What you should do: Working from the entries below, give again each line from the first through the one containing "becomes a typed", exactly and with nothing else.

Provided data:
****************

//! # Building Model
//!
//! The read-only geometry/material description handed to the engine by the
//! model-authoring side. Structure and glazing types arrive as free text and
//! are parsed here so that an unknown value becomes a typed
//! [`AnalysisError::UnsupportedModelConfiguration`] instead of a parse failure.
//!
//! ## JSON Example
//!
//! ```json
//! {
//!   "name": "House 3",
//!   "structure_type": "gable",
//!   "glazing_type": "polycarbonate",
//!   "dimensions": { "length_ft": 96.0, "width_ft": 30.0, "eave_height_ft": 10.0, "ridge_height_ft": 16.0 },
//!   "bay_spacing_ft": 6.0,
//!   "systems": { "heating": true, "irrigation": true, "lighting": true },
//!   "frame_components": [
//!     {
//!       "id": "P-1",
//!       "name": "Corner post",
//!       "role": "Column",
//!       "start": { "x": 0.0, "y": 0.0, "z": 0.0 },
//!       "end": { "x": 0.0, "y": 0.0, "z": 10.0 },
//!       "width_in": 4.0,
//!       "height_in": 4.0,
//!       "material_id": "A500-GrB"
//!     }
//!   ]
//! }
//! ```

use std::str::FromStr;

use serde::{Deserialize, Serialize};

use crate::errors::{AnalysisError, AnalysisResult};
use crate::members::{EndConditions, MemberRole};

/// Parametric greenhouse / light-industrial building description.
#[derive(Debug, Clone, Serialize, Deserialize)]
pub struct GreenhouseModel {
    /// User label for the building
    pub name: String,

    /// Structure type text (e.g., "gable", "quonset", "venlo")
    pub structure_type: String,

    /// Glazing type text (e.g., "polycarbonate", "tempered_glass")
    pub glazing_type: String,

    /// Overall building dimensions
    pub dimensions: Dimensions,

    /// Frame spacing along the length (ft); default tributary width for members
    pub bay_spacing_ft: f64,

    /// Frame members (posts, beams, trusses, purlins, ...)
    #[serde(default)]
    pub frame_components: Vec<FrameComponent>,

    /// Installed building systems
    #[serde(default)]
    pub systems: InstalledSystems,

    /// Hung equipment weight carried by the frame (lb)
    #[serde(default)]
    pub equipment_weight_lb: f64,
}

impl GreenhouseModel {
    /// Validate the model and resolve its typed configuration.
    ///
    /// Runs before load generation; any error here aborts the run.
    pub fn validate(&self) -> AnalysisResult<(StructureType, GlazingType)> {
        let structure = self.structure_type.parse::<StructureType>()?;
        let glazing = self.glazing_type.parse::<GlazingType>()?;
        self.dimensions.validate()?;

        if !self.bay_spacing_ft.is_finite() || self.bay_spacing_ft <= 0.0 {
            return Err(AnalysisError::invalid_input(
                "bay_spacing_ft",
                self.bay_spacing_ft.to_string(),
                "Bay spacing must be positive",
            ));
        }
        if !self.equipment_weight_lb.is_finite() || self.equipment_weight_lb < 0.0 {
            return Err(AnalysisError::invalid_input(
                "equipment_weight_lb",
                self.equipment_weight_lb.to_string(),
                "Equipment weight cannot be negative",
            ));
        }
        Ok((structure, glazing))
    }

    /// Plan (floor) area in ft²
    pub fn floor_area_ft2(&self) -> f64 {
        self.dimensions.length_ft * self.dimensions.width_ft
    }
}

/// Overall building dimensions (ft).
#[derive(Debug, Clone, Copy, PartialEq, Serialize, Deserialize)]
pub struct Dimensions {
    pub length_ft: f64,
    pub width_ft: f64,
    pub eave_height_ft: f64,
    pub ridge_height_ft: f64,
}

impl Dimensions {
    pub fn validate(&self) -> AnalysisResult<()> {
        let fields = [
            ("dimensions.length_ft", self.length_ft),
            ("dimensions.width_ft", self.width_ft),
            ("dimensions.eave_height_ft", self.eave_height_ft),
            ("dimensions.ridge_height_ft", self.ridge_height_ft),
        ];
        for (field, value) in fields {
            if !value.is_finite() || value <= 0.0 {
                return Err(AnalysisError::invalid_input(
                    field,
                    value.to_string(),
                    "Dimension must be a positive number",
                ));
            }
        }
        if self.ridge_height_ft < self.eave_height_ft {
            return Err(AnalysisError::invalid_input(
                "dimensions.ridge_height_ft",
                self.ridge_height_ft.to_string(),
                "Ridge height cannot be below eave height",
            ));
        }
        Ok(())
    }

    /// Roof surface area (ft²): plan area stretched by the eave-to-ridge slope.
    pub fn roof_area_ft2(&self) -> f64 {
        let rise = self.ridge_height_ft - self.eave_height_ft;
        let half_width = self.width_ft / 2.0;
        let slope_length = (half_width.powi(2) + rise.powi(2)).sqrt();
        self.length_ft * 2.0 * slope_length
    }

    /// Side and end wall area up to the eave (ft²)
    pub fn wall_area_ft2(&self) -> f64 {
        2.0 * (self.length_ft + self.width_ft) * self.eave_height_ft
    }
}

/// Supported structure types.
#[derive(Debug, Clone, Copy, PartialEq, Eq, Hash, Serialize, Deserialize)]
pub enum StructureType {
    Gable,
    Quonset,
    Venlo,
    GutterConnected,
    LeanTo,
}

impl FromStr for StructureType {
    type Err = AnalysisError;

    fn from_str(s: &str) -> Result<Self, Self::Err> {
        match normalize(s).as_str() {
            "gable" => Ok(StructureType::Gable),
            "quonset" | "hoop" | "hoophouse" => Ok(StructureType::Quonset),
            "venlo" => Ok(StructureType::Venlo),
            "gutterconnected" => Ok(StructureType::GutterConnected),
            "leanto" => Ok(StructureType::LeanTo),
            _ => Err(AnalysisError::unsupported(
                "structure_type",
                s,
                "Expected one of: gable, quonset, venlo, gutter-connected, lean-to",
            )),
        }
    }
}

/// Glazing types with their dead weight per unit surface area.
#[derive(Debug, Clone, Copy, PartialEq, Eq, Hash, Serialize, Deserialize)]
pub enum GlazingType {
    Polycarbonate,
    TemperedGlass,
    Acrylic,
    Film,
}

impl GlazingType {
    /// Dead weight of the glazing (psf)
    pub fn weight_psf(&self) -> f64 {
        match self {
            GlazingType::Polycarbonate => 1.2,
            GlazingType::TemperedGlass => 6.0,
            GlazingType::Acrylic => 1.5,
            GlazingType::Film => 0.1,
        }
    }
}

impl FromStr for GlazingType {
    type Err = AnalysisError;

    fn from_str(s: &str) -> Result<Self, Self::Err> {
        match normalize(s).as_str() {
            "polycarbonate" => Ok(GlazingType::Polycarbonate),
            "temperedglass" | "glass" => Ok(GlazingType::TemperedGlass),
            "acrylic" => Ok(GlazingType::Acrylic),
            "film" | "polyfilm" | "polyethylene" => Ok(GlazingType::Film),
            _ => Err(AnalysisError::unsupported(
                "glazing_type",
                s,
                "Expected one of: polycarbonate, tempered_glass, acrylic, film",
            )),
        }
    }
}

/// Lowercase and strip separators so "Gutter-Connected" == "gutter_connected".
fn normalize(s: &str) -> String {
    s.chars()
        .filter(|c| !matches!(c, '-' | '_' | ' '))
        .flat_map(char::to_lowercase)
        .collect()
}

/// Installed building systems that add equipment load.
#[derive(Debug, Clone, Copy, PartialEq, Eq, Default, Serialize, Deserialize)]
pub struct InstalledSystems {
    #[serde(default)]
    pub heating: bool,
    #[serde(default)]
    pub irrigation: bool,
    #[serde(default)]
    pub lighting: bool,
}

/// A point in model space (ft)
#[derive(Debug, Clone, Copy, PartialEq, Default, Serialize, Deserialize)]
pub struct Point3 {
    pub x: f64,
    pub y: f64,
    pub z: f64,
}

impl Point3 {
    pub fn new(x: f64, y: f64, z: f64) -> Self {
        Point3 { x, y, z }
    }

    pub fn distance_to(&self, other: &Point3) -> f64 {
        ((other.x - self.x).powi(2) + (other.y - self.y).powi(2) + (other.z - self.z).powi(2)).sqrt()
    }
}

/// One frame component as authored in the geometry model.
#[derive(Debug, Clone, Serialize, Deserialize)]
pub struct FrameComponent {
    /// Stable component id (becomes the member id)
    pub id: String,

    /// Display name; also drives the legacy role fallback
    pub name: String,

    /// Explicit structural role. When absent the name heuristic is used.
    #[serde(default)]
    pub role: Option<MemberRole>,

    /// Start point (ft)
    pub start: Point3,

    /// End point (ft)
    pub end: Point3,

    /// Bounding box width of the cross-section (in)
    pub width_in: f64,

    /// Bounding box height (depth) of the cross-section (in)
    pub height_in: f64,

    /// Material database key
    pub material_id: String,

    /// Section table key (e.g., "W12X26"); bounding box used when absent
    #[serde(default)]
    pub section_id: Option<String>,

    /// End fixity override; pinned-pinned when absent
    #[serde(default)]
    pub boundary: Option<EndConditions>,

    /// Tributary width override (ft); model bay spacing when absent
    #[serde(default)]
    pub tributary_width_ft: Option<f64>,
}

impl FrameComponent {
    /// Component with a bounding-box section and default supports.
    pub fn new(
        id: impl Into<String>,
        name: impl Into<String>,
        start: Point3,
        end: Point3,
        width_in: f64,
        height_in: f64,
        material_id: impl Into<String>,
    ) -> Self {
        FrameComponent {
            id: id.into(),
            name: name.into(),
            role: None,
            start,
            end,
            width_in,
            height_in,
            material_id: material_id.into(),
            section_id: None,
            boundary: None,
            tributary_width_ft: None,
        }
    }

    /// Set the structural role (builder pattern)
    pub fn with_role(mut self, role: MemberRole) -> Self {
        self.role = Some(role);
        self
    }

    /// Reference a section table entry (builder pattern)
    pub fn with_section(mut self, section_id: impl Into<String>) -> Self {
        self.section_id = Some(section_id.into());
        self
    }

    /// Override end fixity (builder pattern)
    pub fn with_boundary(mut self, boundary: EndConditions) -> Self {
        self.boundary = Some(boundary);
        self
    }

    /// Override tributary width (builder pattern)
    pub fn with_tributary_width(mut self, width_ft: f64) -> Self {
        self.tributary_width_ft = Some(width_ft);
        self
    }

    pub fn length_ft(&self) -> f64 {
        self.start.distance_to(&self.end)
    }
}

****************

Task result:
//! # Building Model
//!
//! The read-only geometry/material description handed to the engine by the
//! model-authoring side. Structure and glazing types arrive as free text and
//! are parsed here so that an unknown value becomes a typed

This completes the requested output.